-- Required work --
Every line in the records below that holds the word "super" is to be copied.

-- Stored items --
◆ ◆ ◆
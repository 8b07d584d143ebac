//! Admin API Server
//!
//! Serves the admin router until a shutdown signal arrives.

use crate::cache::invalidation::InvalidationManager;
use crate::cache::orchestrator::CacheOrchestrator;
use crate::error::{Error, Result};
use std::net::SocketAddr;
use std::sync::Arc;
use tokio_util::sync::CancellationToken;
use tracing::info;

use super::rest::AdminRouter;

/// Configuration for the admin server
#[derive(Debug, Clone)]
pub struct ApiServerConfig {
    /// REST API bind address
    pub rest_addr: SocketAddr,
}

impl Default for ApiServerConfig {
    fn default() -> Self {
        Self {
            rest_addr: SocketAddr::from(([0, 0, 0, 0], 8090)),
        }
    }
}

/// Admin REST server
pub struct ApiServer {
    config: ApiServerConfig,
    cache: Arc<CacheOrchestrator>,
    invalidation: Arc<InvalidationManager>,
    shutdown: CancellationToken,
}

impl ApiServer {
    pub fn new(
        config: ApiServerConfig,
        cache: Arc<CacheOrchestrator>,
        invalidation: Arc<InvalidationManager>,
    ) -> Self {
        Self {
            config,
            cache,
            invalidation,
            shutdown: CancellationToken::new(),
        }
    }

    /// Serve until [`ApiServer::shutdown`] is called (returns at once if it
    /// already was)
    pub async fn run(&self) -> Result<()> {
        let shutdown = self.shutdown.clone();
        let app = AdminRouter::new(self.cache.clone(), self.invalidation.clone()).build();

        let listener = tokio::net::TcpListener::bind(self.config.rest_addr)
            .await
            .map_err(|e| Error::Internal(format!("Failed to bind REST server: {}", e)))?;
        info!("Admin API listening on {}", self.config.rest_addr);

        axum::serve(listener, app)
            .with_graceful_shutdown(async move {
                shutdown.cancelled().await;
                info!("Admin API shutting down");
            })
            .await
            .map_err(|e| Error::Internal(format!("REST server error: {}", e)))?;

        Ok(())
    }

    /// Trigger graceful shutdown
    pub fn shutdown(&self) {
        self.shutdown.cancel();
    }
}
◆ ◆ ◆
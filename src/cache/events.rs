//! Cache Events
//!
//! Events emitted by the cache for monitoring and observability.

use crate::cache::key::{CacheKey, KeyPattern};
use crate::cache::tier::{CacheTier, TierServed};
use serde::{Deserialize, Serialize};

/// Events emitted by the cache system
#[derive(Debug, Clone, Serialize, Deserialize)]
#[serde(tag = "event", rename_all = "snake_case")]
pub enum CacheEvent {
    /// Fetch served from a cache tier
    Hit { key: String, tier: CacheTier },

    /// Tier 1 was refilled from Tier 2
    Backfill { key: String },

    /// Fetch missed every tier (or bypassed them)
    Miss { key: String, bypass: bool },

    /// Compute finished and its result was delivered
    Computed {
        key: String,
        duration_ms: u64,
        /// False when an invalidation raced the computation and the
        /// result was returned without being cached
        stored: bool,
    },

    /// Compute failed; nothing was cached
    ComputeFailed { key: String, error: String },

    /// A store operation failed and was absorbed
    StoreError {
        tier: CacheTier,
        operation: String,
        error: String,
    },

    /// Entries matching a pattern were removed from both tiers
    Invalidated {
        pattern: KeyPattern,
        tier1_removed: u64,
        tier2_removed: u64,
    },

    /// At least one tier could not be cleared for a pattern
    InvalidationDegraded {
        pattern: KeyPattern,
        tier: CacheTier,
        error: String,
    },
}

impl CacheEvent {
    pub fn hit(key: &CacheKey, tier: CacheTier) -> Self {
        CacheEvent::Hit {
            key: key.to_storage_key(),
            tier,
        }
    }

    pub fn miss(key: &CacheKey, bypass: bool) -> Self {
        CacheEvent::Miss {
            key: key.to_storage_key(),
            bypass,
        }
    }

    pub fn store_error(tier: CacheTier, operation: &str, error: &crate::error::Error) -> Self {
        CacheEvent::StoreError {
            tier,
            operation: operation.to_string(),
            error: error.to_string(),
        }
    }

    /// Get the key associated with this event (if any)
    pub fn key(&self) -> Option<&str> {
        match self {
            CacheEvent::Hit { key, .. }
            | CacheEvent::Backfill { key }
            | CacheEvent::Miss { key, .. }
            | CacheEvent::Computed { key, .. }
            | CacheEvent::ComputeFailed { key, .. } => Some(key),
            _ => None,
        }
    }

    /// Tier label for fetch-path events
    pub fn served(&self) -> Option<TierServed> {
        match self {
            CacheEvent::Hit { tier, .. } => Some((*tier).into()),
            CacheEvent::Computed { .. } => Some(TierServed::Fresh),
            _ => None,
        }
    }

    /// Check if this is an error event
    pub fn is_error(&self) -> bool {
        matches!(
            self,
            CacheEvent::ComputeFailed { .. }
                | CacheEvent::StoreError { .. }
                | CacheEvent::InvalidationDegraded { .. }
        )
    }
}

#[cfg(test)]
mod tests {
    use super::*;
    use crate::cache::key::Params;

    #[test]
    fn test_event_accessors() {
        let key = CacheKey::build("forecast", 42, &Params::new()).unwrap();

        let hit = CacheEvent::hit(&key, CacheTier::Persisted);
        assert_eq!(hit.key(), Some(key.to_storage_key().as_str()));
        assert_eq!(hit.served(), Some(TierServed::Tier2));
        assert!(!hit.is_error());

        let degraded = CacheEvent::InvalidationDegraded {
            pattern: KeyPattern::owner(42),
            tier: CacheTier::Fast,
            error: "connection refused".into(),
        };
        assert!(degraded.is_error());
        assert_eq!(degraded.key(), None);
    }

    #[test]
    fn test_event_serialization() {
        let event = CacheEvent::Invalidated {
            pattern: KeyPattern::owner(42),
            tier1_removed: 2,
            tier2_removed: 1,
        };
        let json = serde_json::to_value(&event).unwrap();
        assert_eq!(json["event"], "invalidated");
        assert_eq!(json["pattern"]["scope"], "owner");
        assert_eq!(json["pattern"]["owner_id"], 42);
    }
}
◆ ◆ ◆
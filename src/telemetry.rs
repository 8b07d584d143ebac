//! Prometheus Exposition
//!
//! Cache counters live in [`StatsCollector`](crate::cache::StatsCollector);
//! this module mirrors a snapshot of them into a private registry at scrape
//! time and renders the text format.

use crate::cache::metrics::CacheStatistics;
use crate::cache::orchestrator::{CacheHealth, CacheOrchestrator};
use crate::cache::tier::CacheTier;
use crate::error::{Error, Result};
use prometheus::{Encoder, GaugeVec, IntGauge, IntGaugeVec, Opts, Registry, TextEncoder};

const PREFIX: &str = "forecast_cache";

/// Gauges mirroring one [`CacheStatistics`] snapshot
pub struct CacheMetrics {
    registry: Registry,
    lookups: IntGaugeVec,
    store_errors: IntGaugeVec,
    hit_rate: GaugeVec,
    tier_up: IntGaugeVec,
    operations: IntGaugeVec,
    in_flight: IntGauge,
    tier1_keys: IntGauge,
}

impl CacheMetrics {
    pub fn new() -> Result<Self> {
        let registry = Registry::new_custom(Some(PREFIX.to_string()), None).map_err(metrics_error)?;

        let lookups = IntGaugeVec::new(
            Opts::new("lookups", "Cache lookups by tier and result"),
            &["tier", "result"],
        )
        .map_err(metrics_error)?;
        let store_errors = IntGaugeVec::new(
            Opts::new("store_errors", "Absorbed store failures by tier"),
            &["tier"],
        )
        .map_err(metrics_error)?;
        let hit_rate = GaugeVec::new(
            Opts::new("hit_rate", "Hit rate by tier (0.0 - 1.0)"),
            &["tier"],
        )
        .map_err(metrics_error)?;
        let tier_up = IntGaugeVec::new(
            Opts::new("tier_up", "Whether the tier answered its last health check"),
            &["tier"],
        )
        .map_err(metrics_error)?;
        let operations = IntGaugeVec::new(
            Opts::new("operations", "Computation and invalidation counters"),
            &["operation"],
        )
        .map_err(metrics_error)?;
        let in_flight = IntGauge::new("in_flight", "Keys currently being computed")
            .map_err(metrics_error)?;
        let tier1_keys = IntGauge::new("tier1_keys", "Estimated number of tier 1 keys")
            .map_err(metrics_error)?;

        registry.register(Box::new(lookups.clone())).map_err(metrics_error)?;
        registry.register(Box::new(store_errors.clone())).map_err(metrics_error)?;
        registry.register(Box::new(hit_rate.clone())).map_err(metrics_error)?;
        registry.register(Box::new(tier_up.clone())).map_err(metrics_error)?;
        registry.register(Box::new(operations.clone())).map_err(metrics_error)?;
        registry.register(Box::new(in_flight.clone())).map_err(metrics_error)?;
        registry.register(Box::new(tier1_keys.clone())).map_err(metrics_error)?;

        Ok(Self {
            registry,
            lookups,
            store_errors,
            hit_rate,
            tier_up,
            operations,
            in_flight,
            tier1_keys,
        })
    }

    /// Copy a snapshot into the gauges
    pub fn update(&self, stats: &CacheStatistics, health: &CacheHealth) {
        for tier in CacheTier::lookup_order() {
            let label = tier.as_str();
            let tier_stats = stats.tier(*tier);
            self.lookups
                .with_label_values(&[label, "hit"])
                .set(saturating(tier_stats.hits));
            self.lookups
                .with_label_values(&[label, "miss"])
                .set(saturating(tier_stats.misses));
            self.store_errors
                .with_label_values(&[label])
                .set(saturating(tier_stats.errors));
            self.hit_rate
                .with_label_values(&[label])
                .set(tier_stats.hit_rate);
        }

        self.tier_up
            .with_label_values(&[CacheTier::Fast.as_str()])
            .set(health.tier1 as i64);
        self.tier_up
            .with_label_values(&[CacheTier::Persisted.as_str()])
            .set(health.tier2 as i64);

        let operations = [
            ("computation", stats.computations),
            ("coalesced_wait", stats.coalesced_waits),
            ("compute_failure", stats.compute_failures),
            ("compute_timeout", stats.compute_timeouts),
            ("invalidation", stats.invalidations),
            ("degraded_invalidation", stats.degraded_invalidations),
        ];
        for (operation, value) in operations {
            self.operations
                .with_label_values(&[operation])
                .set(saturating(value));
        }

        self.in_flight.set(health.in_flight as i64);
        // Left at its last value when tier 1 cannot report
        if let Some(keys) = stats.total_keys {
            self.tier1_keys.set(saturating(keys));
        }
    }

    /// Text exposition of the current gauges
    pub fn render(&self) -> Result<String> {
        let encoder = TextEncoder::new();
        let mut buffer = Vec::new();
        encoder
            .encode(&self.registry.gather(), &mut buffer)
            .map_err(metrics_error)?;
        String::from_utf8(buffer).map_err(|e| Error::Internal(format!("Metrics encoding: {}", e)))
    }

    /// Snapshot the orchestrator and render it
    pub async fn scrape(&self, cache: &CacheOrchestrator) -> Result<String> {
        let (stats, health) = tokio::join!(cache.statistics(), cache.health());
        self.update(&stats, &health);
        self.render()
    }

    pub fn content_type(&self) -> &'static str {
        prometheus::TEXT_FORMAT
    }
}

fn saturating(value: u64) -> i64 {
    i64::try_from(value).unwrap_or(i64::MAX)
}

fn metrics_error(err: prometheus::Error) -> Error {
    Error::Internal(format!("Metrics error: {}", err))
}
◆ ◆ ◆
-- Result of this exercise --
use super::rest::AdminRouter;
    use super::*;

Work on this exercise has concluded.